El proceso hermenéutico de aplicación de una norma puede entenderse como un entrelazamiento de descripción de la situación y concretización de la norma general; lo que en última instancia decide es la equivalencia semántica entre la descripción del estado de cosas, la cual descripción es ingrediente de la que viene establecida en el componente descriptivo de la norma, es decir, en la condición de su aplicación. K. Günther reduce todo este complejo contexto a la abarcable y manejable fórmula de que la justificación de un juicio singular ha de apoyarse en el conjunto de todas las razones normativas susceptibles de poder considerarse, que resulten relevantes en virtud de una interpretación completa de la situación.

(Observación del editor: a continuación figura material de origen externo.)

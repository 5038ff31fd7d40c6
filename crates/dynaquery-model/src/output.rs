//! Response payloads returned by the store.

use std::collections::HashMap;

use serde::{Deserialize, Serialize};

use crate::types::{Item, Key, KeysAndAttributes, WriteRequest};

/// Output of `PutItem`.
#[derive(Debug, Clone, Default, Serialize, Deserialize)]
#[serde(rename_all = "PascalCase")]
pub struct PutItemOutput {
    /// The replaced item, when one existed.
    #[serde(skip_serializing_if = "Option::is_none")]
    pub attributes: Option<Item>,
}

/// Output of `GetItem`.
#[derive(Debug, Clone, Default, Serialize, Deserialize)]
#[serde(rename_all = "PascalCase")]
pub struct GetItemOutput {
    /// The item, absent when no item has the key.
    #[serde(skip_serializing_if = "Option::is_none")]
    pub item: Option<Item>,
}

/// Output of `DeleteItem`.
#[derive(Debug, Clone, Default, Serialize, Deserialize)]
#[serde(rename_all = "PascalCase")]
pub struct DeleteItemOutput {
    /// The removed item, when one existed.
    #[serde(skip_serializing_if = "Option::is_none")]
    pub attributes: Option<Item>,
}

/// Output of `Query`.
#[derive(Debug, Clone, Default, Serialize, Deserialize)]
#[serde(rename_all = "PascalCase")]
pub struct QueryOutput {
    /// Items that passed the key condition and filter.
    #[serde(default)]
    pub items: Vec<Item>,
    /// Number of items returned.
    pub count: i32,
    /// Number of items evaluated before filtering.
    pub scanned_count: i32,
    /// Present when evaluation stopped early and more items may follow.
    #[serde(skip_serializing_if = "Option::is_none")]
    pub last_evaluated_key: Option<Key>,
}

/// Output of `Scan`.
#[derive(Debug, Clone, Default, Serialize, Deserialize)]
#[serde(rename_all = "PascalCase")]
pub struct ScanOutput {
    /// Items that passed the filter.
    #[serde(default)]
    pub items: Vec<Item>,
    /// Number of items returned.
    pub count: i32,
    /// Number of items evaluated before filtering.
    pub scanned_count: i32,
    /// Present when evaluation stopped early and more items may follow.
    #[serde(skip_serializing_if = "Option::is_none")]
    pub last_evaluated_key: Option<Key>,
}

/// Output of `BatchGetItem`.
#[derive(Debug, Clone, Default, Serialize, Deserialize)]
#[serde(rename_all = "PascalCase")]
pub struct BatchGetItemOutput {
    /// Table name to the items read from it.
    #[serde(default)]
    pub responses: HashMap<String, Vec<Item>>,
    /// Keys the store did not get to; resend them.
    #[serde(default, skip_serializing_if = "HashMap::is_empty")]
    pub unprocessed_keys: HashMap<String, KeysAndAttributes>,
}

/// Output of `BatchWriteItem`.
#[derive(Debug, Clone, Default, Serialize, Deserialize)]
#[serde(rename_all = "PascalCase")]
pub struct BatchWriteItemOutput {
    /// Writes the store did not get to; resend them.
    #[serde(default, skip_serializing_if = "HashMap::is_empty")]
    pub unprocessed_items: HashMap<String, Vec<WriteRequest>>,
}
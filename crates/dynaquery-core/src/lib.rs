//! Dynaquery data layer.
//!
//! Compiles declarative query definitions into the store's condition
//! expressions, pages through query and scan results with opaque cursors, and
//! wraps both in a per-entity [`Repository`].
//!
//! ```
//! use std::sync::Arc;
//!
//! use dynaquery_core::config::DataLayerConfig;
//! use dynaquery_core::repository::{EntityDefinition, QueryParams, Repository};
//! use dynaquery_core::expression::QueryDefinition;
//! use dynaquery_memstore::{KeyAttribute, MemStore, TableSchema};
//! use serde_json::json;
//!
//! let store = Arc::new(MemStore::new());
//! store
//!     .create_table(TableSchema::new("app", KeyAttribute::s("featurePartition")).with_sort_key(KeyAttribute::s("id")))
//!     .unwrap();
//!
//! let entity = EntityDefinition::builder().table_name("app").partition_value("orders").build();
//! let repo = Repository::new(entity, store, DataLayerConfig::default());
//!
//! tokio_test::block_on(async {
//!     repo.create(json!({ "id": "o1", "status": "active" })).await.unwrap();
//!     repo.create(json!({ "id": "o2", "status": "closed" })).await.unwrap();
//!
//!     let params = QueryParams::builder()
//!         .partition_key_equals("orders")
//!         .query(QueryDefinition::from_json(&json!({ "status": "active" })).unwrap())
//!         .build();
//!     let records = repo.query_by_condition(params).await.unwrap();
//!     assert_eq!(records.len(), 1);
//! });
//! ```
#![allow(clippy::doc_markdown, clippy::module_name_repetitions)]

pub mod config;
pub mod error;
pub mod expression;
pub mod index;
pub mod pagination;
pub mod repository;
pub mod schema;

pub use config::DataLayerConfig;
pub use error::DataError;
pub use expression::{CompiledQuery, QueryCompiler, QueryDefinition, compile_query};
pub use index::SecondaryIndex;
pub use pagination::{Page, PageRequest, Paginator};
pub use repository::{Record, RecordPage, Repository};
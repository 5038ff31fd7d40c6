//! Record validation seam.
//!
//! The repository hands every record it is about to write to a
//! [`SchemaValidator`], which may coerce, strip, or reject it. Key fields and
//! timestamps are owned by the repository and restored after validation.

use std::fmt;

use serde_json::{Map, Value};

use dynaquery_model::marshal::json_kind;

use crate::error::DataError;

/// Validates a record before it is written.
pub trait SchemaValidator: Send + Sync + fmt::Debug {
    /// Returns the record to persist, or why it is invalid.
    ///
    /// # Errors
    ///
    /// Implementations return [`DataError::Schema`] for invalid records.
    fn validate(&self, record: Map<String, Value>) -> Result<Map<String, Value>, DataError>;
}

/// Accepts every record unchanged.
#[derive(Debug, Clone, Copy, Default)]
pub struct PassthroughValidator;

impl SchemaValidator for PassthroughValidator {
    fn validate(&self, record: Map<String, Value>) -> Result<Map<String, Value>, DataError> {
        Ok(record)
    }
}

/// JSON kind a field must have.
#[derive(Debug, Clone, Copy, PartialEq, Eq)]
pub enum FieldKind {
    /// Any value.
    Any,
    /// A string.
    String,
    /// A number.
    Number,
    /// A boolean.
    Boolean,
    /// An array.
    Array,
    /// An object.
    Object,
}

impl FieldKind {
    fn accepts(self, value: &Value) -> bool {
        match self {
            Self::Any => true,
            Self::String => value.is_string(),
            Self::Number => value.is_number(),
            Self::Boolean => value.is_boolean(),
            Self::Array => value.is_array(),
            Self::Object => value.is_object(),
        }
    }

    fn as_str(self) -> &'static str {
        match self {
            Self::Any => "any",
            Self::String => "string",
            Self::Number => "number",
            Self::Boolean => "boolean",
            Self::Array => "array",
            Self::Object => "object",
        }
    }
}

/// One declared field.
#[derive(Debug, Clone, PartialEq, Eq)]
pub struct FieldRule {
    /// Field name.
    pub name: String,
    /// Expected kind; `null` is always accepted for optional fields.
    pub kind: FieldKind,
    /// Must be present and non-null.
    pub required: bool,
}

/// Validates records against a flat list of declared fields.
///
/// Undeclared fields are stripped unless `allow_unknown` is set.
#[derive(Debug, Clone, Default)]
pub struct FieldListValidator {
    rules: Vec<FieldRule>,
    allow_unknown: bool,
}

impl FieldListValidator {
    /// Creates an empty validator.
    #[must_use]
    pub fn new() -> Self {
        Self::default()
    }

    /// Declares a required field.
    #[must_use]
    pub fn required(mut self, name: impl Into<String>, kind: FieldKind) -> Self {
        self.rules.push(FieldRule {
            name: name.into(),
            kind,
            required: true,
        });
        self
    }

    /// Declares an optional field.
    #[must_use]
    pub fn optional(mut self, name: impl Into<String>, kind: FieldKind) -> Self {
        self.rules.push(FieldRule {
            name: name.into(),
            kind,
            required: false,
        });
        self
    }

    /// Keeps undeclared fields instead of stripping them.
    #[must_use]
    pub fn allow_unknown(mut self) -> Self {
        self.allow_unknown = true;
        self
    }
}

impl SchemaValidator for FieldListValidator {
    fn validate(&self, mut record: Map<String, Value>) -> Result<Map<String, Value>, DataError> {
        let mut details = Vec::new();
        for rule in &self.rules {
            match record.get(&rule.name) {
                None | Some(Value::Null) if rule.required => {
                    details.push(format!("\"{}\" is required", rule.name));
                }
                Some(value) if !value.is_null() && !rule.kind.accepts(value) => {
                    details.push(format!(
                        "\"{}\" must be a {}, got {}",
                        rule.name,
                        rule.kind.as_str(),
                        json_kind(value)
                    ));
                }
                _ => {}
            }
        }
        if !details.is_empty() {
            return Err(DataError::Schema {
                message: details.join("; "),
                details,
            });
        }

        if !self.allow_unknown {
            record.retain(|field, _| self.rules.iter().any(|rule| rule.name == *field));
        }
        Ok(record)
    }
}

/// Checks that every labelled value is a non-blank string.
///
/// # Errors
///
/// Returns [`DataError::Validation`] listing every missing label, e.g.
/// `"Id is required; PartitionKey is required."`.
pub fn require_strings(values: &[(&str, &str)]) -> Result<(), DataError> {
    let missing: Vec<String> = values
        .iter()
        .filter(|(_, value)| value.trim().is_empty())
        .map(|(label, _)| format!("{label} is required"))
        .collect();
    if missing.is_empty() {
        Ok(())
    } else {
        Err(DataError::validation(format!("{}.", missing.join("; "))))
    }
}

Si de la “colisión” de las normas sopesadas en el proceso de interpretación se quisiese inferir una “contradicción” en el propio sistema normativo, ello sería confundir la “validez” de una norma a la que suponemos justificada en su aspecto de fundamentación, con la “adecuación” de una norma, “adecuación” que es lo que ha de someterse a examen en el discurso aplicativo. De la indeterminación de las normas válidas, explicable en términos de lógica de la argumentación, síguese más bien el buen sentido metodológico de una competición entre normas que prima facie son candidatas a se aplicadas en un caso concreto: “La colisión de normas no puede reconstruirse como un conflicto de pretensiones de validez poque las normas que colisionan entre sí o las variantes semánticas o de interpretación que entre sí compiten, sólo en una situación concreta entran en una relación determinada entre sí. Precisamente los discursos de fundamentación han de abstraer de esa propiedad del problema de colisión, que consiste en su dependencia de la situación... Qué otras normas o variantes interpretativas de esas normas, es posible aplicar, es algo que sólo sabemos en la situación de cada caso”.